• Task:
Working from the line that contains "pub type GameResult<T>" down to the last line below, repeat each line exactly.

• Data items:
▶

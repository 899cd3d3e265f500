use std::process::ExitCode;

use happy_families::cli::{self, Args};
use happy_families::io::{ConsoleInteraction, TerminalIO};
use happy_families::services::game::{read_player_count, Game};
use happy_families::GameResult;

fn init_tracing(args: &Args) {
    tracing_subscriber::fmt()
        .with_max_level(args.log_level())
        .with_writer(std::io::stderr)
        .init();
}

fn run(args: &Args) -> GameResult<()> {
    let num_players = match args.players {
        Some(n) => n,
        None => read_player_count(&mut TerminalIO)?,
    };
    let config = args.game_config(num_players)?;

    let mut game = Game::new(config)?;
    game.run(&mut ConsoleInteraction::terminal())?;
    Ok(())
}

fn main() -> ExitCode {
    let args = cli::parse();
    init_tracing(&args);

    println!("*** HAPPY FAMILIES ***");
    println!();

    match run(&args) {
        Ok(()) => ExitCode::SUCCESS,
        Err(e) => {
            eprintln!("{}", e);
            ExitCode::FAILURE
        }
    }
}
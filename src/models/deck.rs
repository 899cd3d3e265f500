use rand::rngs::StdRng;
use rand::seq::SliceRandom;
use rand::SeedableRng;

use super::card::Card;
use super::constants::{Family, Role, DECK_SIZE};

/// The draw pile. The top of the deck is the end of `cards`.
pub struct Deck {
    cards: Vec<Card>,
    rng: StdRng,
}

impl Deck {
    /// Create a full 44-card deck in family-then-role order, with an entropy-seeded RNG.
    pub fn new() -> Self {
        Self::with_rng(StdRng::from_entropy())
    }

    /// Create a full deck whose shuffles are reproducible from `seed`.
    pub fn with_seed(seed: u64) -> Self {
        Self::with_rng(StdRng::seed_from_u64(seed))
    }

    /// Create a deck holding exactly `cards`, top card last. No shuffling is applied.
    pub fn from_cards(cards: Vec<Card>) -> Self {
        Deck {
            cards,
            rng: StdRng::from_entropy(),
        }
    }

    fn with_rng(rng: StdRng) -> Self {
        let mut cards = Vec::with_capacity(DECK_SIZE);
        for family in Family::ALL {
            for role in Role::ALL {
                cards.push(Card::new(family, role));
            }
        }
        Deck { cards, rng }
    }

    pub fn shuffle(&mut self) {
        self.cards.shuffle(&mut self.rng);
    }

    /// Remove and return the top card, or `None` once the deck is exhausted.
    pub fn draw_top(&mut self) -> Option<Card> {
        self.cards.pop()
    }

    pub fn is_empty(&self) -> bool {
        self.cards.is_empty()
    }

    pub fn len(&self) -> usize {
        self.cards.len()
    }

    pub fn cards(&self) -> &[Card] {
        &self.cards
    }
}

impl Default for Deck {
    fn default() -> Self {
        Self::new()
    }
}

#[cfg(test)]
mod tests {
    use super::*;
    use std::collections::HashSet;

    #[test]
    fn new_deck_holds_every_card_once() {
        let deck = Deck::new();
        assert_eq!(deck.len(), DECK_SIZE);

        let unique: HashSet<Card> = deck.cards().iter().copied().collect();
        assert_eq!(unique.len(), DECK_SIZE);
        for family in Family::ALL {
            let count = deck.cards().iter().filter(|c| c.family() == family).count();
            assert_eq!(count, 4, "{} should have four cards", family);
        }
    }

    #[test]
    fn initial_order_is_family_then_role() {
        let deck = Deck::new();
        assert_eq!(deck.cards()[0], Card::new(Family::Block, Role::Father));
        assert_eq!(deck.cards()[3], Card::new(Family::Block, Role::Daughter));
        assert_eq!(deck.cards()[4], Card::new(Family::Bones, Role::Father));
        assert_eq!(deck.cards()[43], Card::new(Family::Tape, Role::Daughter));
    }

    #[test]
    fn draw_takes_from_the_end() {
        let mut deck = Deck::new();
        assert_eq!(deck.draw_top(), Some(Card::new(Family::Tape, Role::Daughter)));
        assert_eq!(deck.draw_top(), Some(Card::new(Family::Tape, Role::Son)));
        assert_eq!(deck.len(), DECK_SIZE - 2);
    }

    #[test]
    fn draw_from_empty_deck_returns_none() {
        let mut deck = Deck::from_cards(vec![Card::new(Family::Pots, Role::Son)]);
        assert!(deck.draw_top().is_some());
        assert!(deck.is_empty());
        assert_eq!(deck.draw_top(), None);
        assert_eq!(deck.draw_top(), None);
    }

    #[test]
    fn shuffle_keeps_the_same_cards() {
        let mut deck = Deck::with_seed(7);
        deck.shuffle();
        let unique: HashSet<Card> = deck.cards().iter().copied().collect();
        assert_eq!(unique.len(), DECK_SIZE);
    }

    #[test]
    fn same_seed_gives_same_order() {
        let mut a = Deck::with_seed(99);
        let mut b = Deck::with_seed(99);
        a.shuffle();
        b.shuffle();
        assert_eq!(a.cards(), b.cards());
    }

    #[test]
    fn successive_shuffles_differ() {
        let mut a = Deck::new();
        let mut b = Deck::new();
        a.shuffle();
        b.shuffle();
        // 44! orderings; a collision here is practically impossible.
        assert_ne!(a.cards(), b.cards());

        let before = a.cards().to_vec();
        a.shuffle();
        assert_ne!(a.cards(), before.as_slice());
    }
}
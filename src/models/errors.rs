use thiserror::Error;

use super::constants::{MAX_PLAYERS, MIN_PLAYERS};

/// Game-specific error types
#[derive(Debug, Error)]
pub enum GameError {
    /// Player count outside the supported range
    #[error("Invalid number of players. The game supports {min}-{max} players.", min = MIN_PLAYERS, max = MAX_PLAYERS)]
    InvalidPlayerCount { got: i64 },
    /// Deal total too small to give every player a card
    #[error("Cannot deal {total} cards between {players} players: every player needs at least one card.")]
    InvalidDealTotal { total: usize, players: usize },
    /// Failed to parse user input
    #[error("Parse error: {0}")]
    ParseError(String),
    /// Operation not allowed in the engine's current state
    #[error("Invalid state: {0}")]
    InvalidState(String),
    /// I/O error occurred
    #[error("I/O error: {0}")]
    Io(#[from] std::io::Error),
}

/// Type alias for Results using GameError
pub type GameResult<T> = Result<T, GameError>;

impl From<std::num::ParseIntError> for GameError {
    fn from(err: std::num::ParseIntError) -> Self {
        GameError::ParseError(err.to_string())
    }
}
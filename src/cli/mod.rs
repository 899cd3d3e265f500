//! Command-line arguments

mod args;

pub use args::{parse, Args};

◀

• Result for this task:
pub type GameResult<T> = Result<T, GameError>;

impl From<std::num::ParseIntError> for GameError {
    fn from(err: std::num::ParseIntError) -> Self {
        GameError::ParseError(err.to_string())
    }
}
filename src/cli/mod.rs
repository 899cd3d3e265f500
//! Command-line arguments

mod args;

pub use args::{parse, Args};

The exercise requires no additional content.